Так в полнейшей панике и замешательстве началось отступление наших армий с фронта в Молдавии. Войска двигались по всем дорогам. Немецкие танки шли на полной скорости, и горе машинам и повозкам, попадавшимся на их пути! Разбитые и искореженные, они отлетали в сторону. Проходили и румынские танки, но их было мало. Стволы орудий были облеплены солдатами.
На шоссе творилось что-то невообразимое. Двигались танки, грузовики, артиллерийские орудия, повозки. Танки ревели, оглушали лязгом гусениц, водители грузовиков яростно сигналили, возницы повозок орали, каждый старался обогнать другого, колеса сцеплялись, и движение приостанавливалось. По обе стороны шоссе шла пехота, а далее, прямо по полям, подгоняя лошадей, гнали кавалеристы шли пулеметные роты на легких повозках. То и дело машины с офицерами штаба хриплыми сигналами требовали, чтобы им освободили путь. Но никто не обращал на них внимания. В конечном счете находившиеся в этих машинах вынуждены были смиряться и ждать, пока неразбериха на шоссе не сменится хоть каким-нибудь порядком. Неподвижные, словно статуи, с покрасневшими глазами, небритые, штабные офицеры отупело смотрели прямо вперед, будто не замечая, что творится вокруг них.

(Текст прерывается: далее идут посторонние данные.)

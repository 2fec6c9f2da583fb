//! Coalescing Response Cache
//!
//! Hash-keyed response store with TTLs and in-flight deduplication. The
//! first caller for a fingerprint becomes the leader and dispatches; every
//! concurrent caller joins the pending entry and receives the leader's
//! result. A leader that disappears without completing broadcasts a
//! terminal error, so joiners are never stranded.

use crate::error::GatewayError;
use crate::request::{DataRequest, Fingerprint, RequestKind};
use dashmap::mapref::entry::Entry as MapEntry;
use dashmap::DashMap;
use serde::Serialize;
use std::sync::atomic::{AtomicU64, Ordering};
use std::sync::Arc;
use std::time::{Duration, Instant};
use tokio::sync::broadcast;

/// Result type delivered to joiners; errors are shared verbatim.
pub type CacheResult = Result<Vec<u8>, GatewayError>;

/// Cache tuning knobs and TTL policy.
#[derive(Debug, Clone)]
pub struct CacheConfig {
    /// Entry budget; lookups that would insert past it degrade to
    /// no-cache dispatch instead of blocking.
    pub max_entries: usize,
    /// Beacon `blocks/head` style reads.
    pub head_ttl: Duration,
    /// Other beacon reads (finalized data, bootstraps, updates).
    pub beacon_ttl: Duration,
    /// Execution reads pinned to a concrete block.
    pub finalized_rpc_ttl: Duration,
    /// Generic REST reads.
    pub rest_ttl: Duration,
    /// Period between expiry sweeps.
    pub sweep_interval: Duration,
}

impl Default for CacheConfig {
    fn default() -> Self {
        Self {
            max_entries: 100_000,
            head_ttl: Duration::from_secs(12),
            beacon_ttl: Duration::from_secs(24 * 3600),
            finalized_rpc_ttl: Duration::from_secs(24 * 3600),
            rest_ttl: Duration::from_secs(60),
            sweep_interval: Duration::from_secs(60),
        }
    }
}

#[derive(Debug)]
enum Entry {
    Pending { tx: broadcast::Sender<CacheResult> },
    Present { bytes: Vec<u8>, expires: Instant },
}

/// Outcome of a cache lookup.
pub enum Lookup {
    /// Fresh entry; payload is an independent copy.
    Hit(Vec<u8>),
    /// Someone else is already fetching this fingerprint.
    Join(broadcast::Receiver<CacheResult>),
    /// Caller is the leader and must complete the guard.
    Lead(LeadGuard),
    /// Uncacheable request or entry budget exceeded; dispatch directly.
    Bypass,
}

/// Counters for the status endpoint.
#[derive(Debug, Default, Clone, Serialize)]
pub struct CacheStats {
    pub entries: usize,
    pub hits: u64,
    pub joins: u64,
    pub misses: u64,
    pub bypasses: u64,
}

/// Shared coalescing cache.
#[derive(Debug)]
pub struct CoalescingCache {
    entries: DashMap<Fingerprint, Entry>,
    config: CacheConfig,
    hits: AtomicU64,
    joins: AtomicU64,
    misses: AtomicU64,
    bypasses: AtomicU64,
}

impl CoalescingCache {
    #[must_use]
    pub fn new(config: CacheConfig) -> Arc<Self> {
        Arc::new(Self {
            entries: DashMap::new(),
            config,
            hits: AtomicU64::new(0),
            joins: AtomicU64::new(0),
            misses: AtomicU64::new(0),
            bypasses: AtomicU64::new(0),
        })
    }

    /// TTL for a request, from its hint or the per-kind policy. Zero means
    /// uncacheable.
    #[must_use]
    pub fn ttl_for(&self, dr: &DataRequest) -> Duration {
        if let Some(ttl) = dr.ttl {
            return ttl;
        }
        match dr.kind {
            RequestKind::BeaconApi => {
                if dr.path.ends_with("/head") || dr.path.contains("/head?") {
                    self.config.head_ttl
                } else {
                    self.config.beacon_ttl
                }
            }
            RequestKind::EthRpc => {
                let tied_to_tip = dr.payload.as_ref().is_some_and(|p| {
                    let text = String::from_utf8_lossy(p);
                    text.contains("\"latest\"") || text.contains("\"pending\"")
                });
                if tied_to_tip {
                    Duration::ZERO
                } else {
                    self.config.finalized_rpc_ttl
                }
            }
            RequestKind::RestApi => self.config.rest_ttl,
            RequestKind::Internal => Duration::ZERO,
        }
    }

    /// Look up a request, becoming leader, joiner, or hit.
    #[must_use]
    pub fn lookup(self: &Arc<Self>, dr: &DataRequest) -> Lookup {
        let ttl = self.ttl_for(dr);
        if ttl.is_zero() {
            self.bypasses.fetch_add(1, Ordering::Relaxed);
            return Lookup::Bypass;
        }
        let fp = dr.fingerprint();
        let now = Instant::now();
        // budget check happens before the shard lock below; len() walks
        // every shard and must not run while one is held
        let over_budget = self.entries.len() >= self.config.max_entries;

        match self.entries.entry(fp) {
            MapEntry::Occupied(mut occupied) => match occupied.get() {
                Entry::Present { bytes, expires } if *expires > now => {
                    self.hits.fetch_add(1, Ordering::Relaxed);
                    metrics::counter!("gateway_cache_total", "outcome" => "hit").increment(1);
                    Lookup::Hit(bytes.clone())
                }
                Entry::Present { .. } => {
                    let (tx, _) = broadcast::channel(4);
                    occupied.insert(Entry::Pending { tx: tx.clone() });
                    self.misses.fetch_add(1, Ordering::Relaxed);
                    metrics::counter!("gateway_cache_total", "outcome" => "refresh").increment(1);
                    Lookup::Lead(LeadGuard {
                        cache: Arc::clone(self),
                        fp,
                        tx,
                        done: false,
                    })
                }
                Entry::Pending { tx } => {
                    self.joins.fetch_add(1, Ordering::Relaxed);
                    metrics::counter!("gateway_cache_total", "outcome" => "join").increment(1);
                    Lookup::Join(tx.subscribe())
                }
            },
            MapEntry::Vacant(vacant) => {
                if over_budget {
                    drop(vacant);
                    self.bypasses.fetch_add(1, Ordering::Relaxed);
                    metrics::counter!("gateway_cache_total", "outcome" => "bypass").increment(1);
                    return Lookup::Bypass;
                }
                let (tx, _) = broadcast::channel(4);
                vacant.insert(Entry::Pending { tx: tx.clone() });
                self.misses.fetch_add(1, Ordering::Relaxed);
                metrics::counter!("gateway_cache_total", "outcome" => "miss").increment(1);
                Lookup::Lead(LeadGuard {
                    cache: Arc::clone(self),
                    fp,
                    tx,
                    done: false,
                })
            }
        }
    }

    /// Inject a response from outside the leader path (head-event
    /// prefetch). Pending waiters complete; present entries are refreshed.
    pub fn publish(&self, fp: Fingerprint, bytes: Vec<u8>, ttl: Duration) {
        if ttl.is_zero() {
            return;
        }
        let expires = Instant::now() + ttl;
        let pending_tx = match self.entries.entry(fp) {
            MapEntry::Occupied(mut occupied) => {
                let tx = match occupied.get() {
                    Entry::Pending { tx } => Some(tx.clone()),
                    Entry::Present { .. } => None,
                };
                occupied.insert(Entry::Present {
                    bytes: bytes.clone(),
                    expires,
                });
                tx
            }
            MapEntry::Vacant(vacant) => {
                vacant.insert(Entry::Present {
                    bytes: bytes.clone(),
                    expires,
                });
                None
            }
        };
        if let Some(tx) = pending_tx {
            let _ = tx.send(Ok(bytes));
        }
    }

    /// Leader completion. Entry state is replaced first so lookups racing
    /// the broadcast observe a consistent store.
    fn finish(&self, fp: Fingerprint, tx: &broadcast::Sender<CacheResult>, result: CacheResult, ttl: Duration) {
        match &result {
            Ok(bytes) if !ttl.is_zero() => {
                self.entries.insert(
                    fp,
                    Entry::Present {
                        bytes: bytes.clone(),
                        expires: Instant::now() + ttl,
                    },
                );
            }
            _ => {
                // failures and uncacheable results leave no entry behind
                self.entries.remove_if(&fp, |_, e| matches!(e, Entry::Pending { .. }));
            }
        }
        let _ = tx.send(result);
    }

    /// Drop expired present entries. Pending entries always survive.
    pub fn sweep(&self) {
        let now = Instant::now();
        self.entries
            .retain(|_, entry| !matches!(entry, Entry::Present { expires, .. } if *expires <= now));
    }

    #[must_use]
    pub fn stats(&self) -> CacheStats {
        CacheStats {
            entries: self.entries.len(),
            hits: self.hits.load(Ordering::Relaxed),
            joins: self.joins.load(Ordering::Relaxed),
            misses: self.misses.load(Ordering::Relaxed),
            bypasses: self.bypasses.load(Ordering::Relaxed),
        }
    }

    #[must_use]
    pub fn sweep_interval(&self) -> Duration {
        self.config.sweep_interval
    }
}

/// Exclusive completion handle held by the leader of a pending entry.
pub struct LeadGuard {
    cache: Arc<CoalescingCache>,
    fp: Fingerprint,
    tx: broadcast::Sender<CacheResult>,
    done: bool,
}

impl LeadGuard {
    /// Store the result and wake every joiner exactly once.
    pub fn complete(mut self, result: CacheResult, ttl: Duration) {
        self.done = true;
        self.cache.finish(self.fp, &self.tx, result, ttl);
    }
}

impl Drop for LeadGuard {
    fn drop(&mut self) {
        if !self.done {
            self.cache.finish(
                self.fp,
                &self.tx,
                Err(GatewayError::Fatal("cache leader abandoned the fetch".into())),
                Duration::ZERO,
            );
        }
    }
}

Нягу, я и остатки взвода поспешно шагали вдоль шоссе. Нас догоняли то кавалеристы, то артиллерийские или минометные упряжки, гнавшие прямо по полю. Мы оторвались от своей роты и от других рот нашего полка. Впрочем, царил такой хаос, что редко можно было увидеть маршировавшие в каком-то порядке группы численностью больше взвода.
Так мы шли до вечера. Солнце клонилось к закату, когда мы достигли развилки. Отсюда шоссе поворачивало влево, а вправо вела разбитая проселочная дорога.
Там, на этом перекрестке, двое штабных офицеров хмуро смотрели из машины на текущий по шоссе поток. Младший лейтенант и старшина охрипшими голосами кричали по очереди:
— Части четвертой армии — направо! Слышали? Части четвертой армии — направо!
Из-за этого приказа на шоссе опять образовался затор. Те, кто не расслышал команду и проехал дальше, возвращались теперь и поворачивали вправо, а другие, уже ушедшие вправо, пытались пробиться назад, на шоссе.
Дорога, по которой двинулся я со своим взводом и по которой должны были отступать части 6-й армии, поднималась к дальнему лесу.
Было сыро и грязно. По-видимому, несколько дней шел дождь, дорога становилась все грязнее. Она была разбита гусеницами прошедших ранее танков и колесами тяжелых артиллерийских орудий. Колонна ползла, как улитка. Если застревала какая-нибудь машина, все бросались вытаскивать ее, иначе нельзя было проехать. Возницы, шоферы, артиллеристы, покрытые грязью, вспотевшие, с искаженными лицами, кричали, ссорились, проклинали все на свете.